Iran clearly has an interest in this. It did not accept Geneva I. Who knows what is possible, but Iran’s interest is noted and is there. The removal of Assad is not so much a precondition from the United Kingdom; this is not the UK’s involvement in negotiations. It was clear from the beginning that this issue is difficult for an opposition that is being killed daily by Assad’s regime, but the practicalities now are that there are no preconditions if people can get to a position to negotiate that we want.
Will the Minister clarify that? If a negotiated settlement comes out of Geneva, does he accept that it may result in President Assad staying in office?
The point I want to make is that if a negotiated solution emerges, it will have been negotiated by representatives of the Syrian National Coalition. I think that, in a way, it is their call; it is not for us to say. The reason we take the view that Assad’s legitimacy is gone is plain from the facts, but the United Kingdom is not involved in setting preconditions for the negotiations; that is for the parties involved.
I want to correct one misconception that has been abroad: that all the opposition is the same and we are allied with people we have seen performing extremist acts and acts of the greatest brutality. That is not the case. On 20 April, the Syrian National Coalition declared its commitment to democracy, ethnic and religious pluralism, and the rule of law, and it rejected discrimination and extremism.
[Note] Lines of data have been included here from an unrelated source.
/// Generates one `fn <kind>(name, label, options)` per typed variant.
macro_rules! typed_inputs {
    ($($(#[$doc:meta])* $method:ident => $kind:ident),* $(,)?) => {
        $(
            $(#[$doc])*
            pub fn $method(
                &self,
                name: &str,
                label: Option<&str>,
                options: &Options,
            ) -> FormResult<String> {
                self.typed_input(InputType::$kind, name, label, options)
            }
        )*
    };
}

impl FormBuilder {
    /// Create a builder with the given configuration and adapters.
    ///
    /// # Example
    ///
    /// ```rust,ignore
    /// use formsmith_core::{application::FormBuilder, domain::FormConfig};
    ///
    /// let builder = FormBuilder::new(
    ///     FormConfig::default(),
    ///     Box::new(router),    // impl Router
    ///     Box::new(csrf),      // impl CsrfTokenProvider
    ///     Box::new(error_bag), // impl ErrorBag
    /// );
    /// ```
    pub fn new(
        config: FormConfig,
        router: Box<dyn Router>,
        csrf: Box<dyn CsrfTokenProvider>,
        errors: Box<dyn ErrorBag>,
    ) -> Self {
        Self {
            config,
            router,
            csrf,
            errors,
            stack: FormStateStack::new(),
        }
    }

    pub fn config(&self) -> &FormConfig {
        &self.config
    }

    pub fn config_mut(&mut self) -> &mut FormConfig {
        &mut self.config
    }

    /// The innermost open form, if any.
    pub fn current_form(&self) -> Option<&FormContext> {
        self.stack.current()
    }

    pub fn open_forms(&self) -> usize {
        self.stack.depth()
    }

    /// Close every open form and restore the default configuration.
    pub fn reset(&mut self) {
        self.stack.clear();
        self.config.reset();
    }

    // ========================================================================
    // Forms
    // ========================================================================

    /// Open a form and return its opening markup.
    ///
    /// `target` is a route name, a `Controller@action` reference or empty for
    /// the current URL. The form stays open, and its options act as defaults
    /// for every input, until [`close_form`](Self::close_form).
    #[instrument(skip_all, fields(target = %target))]
    pub fn open_form(
        &mut self,
        target: &str,
        entity: Option<BoundEntity>,
        options: &Options,
    ) -> String {
        let effective = resolve(&self.config, None, options);
        let route = RouteResolver::new(self.router.as_ref()).resolve(target, &effective);
        let context = FormContext::new(route, entity, options);

        let id = select_id(
            effective.text("id"),
            effective.generate_id(),
            context.derived_id(),
        );
        let token = context.method.requires_csrf().then(|| self.csrf.token());

        let html = markup::open_form(
            &FormTag {
                method: &context.method,
                action: &context.url,
                id: id.as_deref(),
                csrf_token: token.as_deref(),
            },
            &effective,
        );

        debug!(method = %context.method, url = %context.url, id = ?id, "Form opened");
        self.stack.open(context);
        html
    }

    /// Close the innermost form.
    ///
    /// # Errors
    ///
    /// [`ApplicationError::NoActiveFormContext`] when no form is open.
    pub fn close_form(&mut self) -> FormResult<String> {
        self.stack.close()?;
        Ok(markup::close_form())
    }

    /// Open a form and return a guard that closes it.
    ///
    /// Dropping the guard without calling [`FormScope::close`] still pops the
    /// form, so an early return cannot leave it open.
    pub fn form(
        &mut self,
        target: &str,
        entity: Option<BoundEntity>,
        options: &Options,
    ) -> FormScope<'_> {
        let opening = self.open_form(target, entity, options);
        FormScope::new(self, opening)
    }

    pub(crate) fn discard_form(&mut self) {
        if self.stack.close().is_ok() {
            warn!("Form scope dropped without close(); form context discarded");
        }
    }

    // ========================================================================
    // Inputs
    // ========================================================================

    /// Render an input control.
    ///
    /// The control type is the `type` option, or `text`.
    ///
    /// # Errors
    ///
    /// [`ApplicationError::NoActiveFormContext`] when `require_form` is on
    /// and no form is open.
    pub fn input(&self, name: &str, label: Option<&str>, options: &Options) -> FormResult<String> {
        self.render_field(None, name, label, options)
    }

    /// Render an input with a fixed type. An explicit `type` option still wins.
    pub fn typed_input(
        &self,
        kind: InputType,
        name: &str,
        label: Option<&str>,
        options: &Options,
    ) -> FormResult<String> {
        self.render_field(Some(kind), name, label, options)
    }

    typed_inputs! {
        text => Text,
        /// Never pre-filled from the bound entity.
        password => Password,
        /// Never pre-filled from the bound entity.
        file => File,
        /// Always rendered bare, without label or wrappers.
        hidden => Hidden,
        color => Color,
        date => Date,
        datetime => Datetime,
        datetime_local => DatetimeLocal,
        email => Email,
        number => Number,
        range => Range,
        search => Search,
        tel => Tel,
        time => Time,
        url => Url,
        month => Month,
        week => Week,
    }

    #[instrument(skip_all, fields(name = %name))]
    fn render_field(
        &self,
        kind: Option<InputType>,
        name: &str,
        label: Option<&str>,
        options: &Options,
    ) -> FormResult<String> {
        let form = self.stack.current();
        let effective = resolve(&self.config, form.map(|f| &f.inherited), options);

        if form.is_none() && effective.flag("require_form") {
            return Err(ApplicationError::NoActiveFormContext { operation: "input" }.into());
        }

        let field = self.describe(kind, name, label, form, &effective);
        Ok(markup::render_input(&field, &effective))
    }

    fn describe(
        &self,
        kind: Option<InputType>,
        name: &str,
        label: Option<&str>,
        form: Option<&FormContext>,
        opts: &EffectiveOptions,
    ) -> FieldDescriptor {
        let input_type = opts
            .text("type")
            .map(str::to_string)
            .unwrap_or_else(|| kind.unwrap_or_default().as_str().to_string());
        let accepts_value = input_type
            .parse::<InputType>()
            .map_or(true, |t| t.accepts_value());

        let mut field = FieldDescriptor::new(name, input_type);

        field.label = match opts.get("label") {
            Some(OptionValue::Bool(false)) => None,
            Some(OptionValue::Text(text)) => Some(text.clone()),
            _ => label.map(str::to_string),
        };
        field.label_after = opts.text("label_after").map(str::to_string);
        field.label_position = opts.label_position();

        field.id = select_id(
            opts.text("id"),
            opts.generate_id(),
            form.and_then(|f| f.derived_field_id(name)),
        );

        if accepts_value {
            field.value = opts
                .text("value")
                .map(str::to_string)
                .or_else(|| form.and_then(|f| f.entity_value(name)));
        }

        field.placeholder = opts.text("placeholder").map(str::to_string);
        field.required = opts.flag("required");
        field.readonly = opts.flag("readonly");
        field.disabled = opts.flag("disabled");
        field.autofocus = opts.flag("autofocus");
        field.attrs = opts.map("attrs").cloned().unwrap_or_default();

        field.input_group_before = opts.text("input_group").map(str::to_string);
        field.input_group_after = opts.text("input_group_after").map(str::to_string);

        let policy = ErrorPolicy::from_options(opts);
        let bag = if policy.reads_bag() {
            self.errors.errors_for(&bag_key(name))
        } else {
            Vec::new()
        };
        field.errors = policy.select(bag);

        field
    }
}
It also declared that it would guard against the proliferation of any supplied lethal equipment and would return such equipment at the end of the conflict, and confirmed that the supreme military council operates under the civilian authority of the coalition.
As for whether each side is as bad as the other, we condemn human rights abuses perpetrated by anyone involved in the violence in Syria, but we note that the last report by the UN commission of inquiry on Syria, published on 4 June, said that although there was evidence of human rights abuses committed by the opposition, those
“did not…reach the intensity and scale of those committed by Government forces and affiliated militia.”
There is no equivalence.
My final point is that if colleagues here are to get us to the position we all want to get to—a negotiated peace—they would do well to consider the graphic description by my right hon. and learned Friend the Member for Kensington (Sir Malcolm Rifkind) of why that might not happening at the moment. No matter what we decide to do in the future, I suspect that his remarks, and those of my hon. Friend the Member for Braintree, should be taken in by everybody here as we go forward and take the difficult decisions we have to take. This is not easy—there is more than one side to the question—but the arguments raised by my two colleagues will take some consideration by all of us.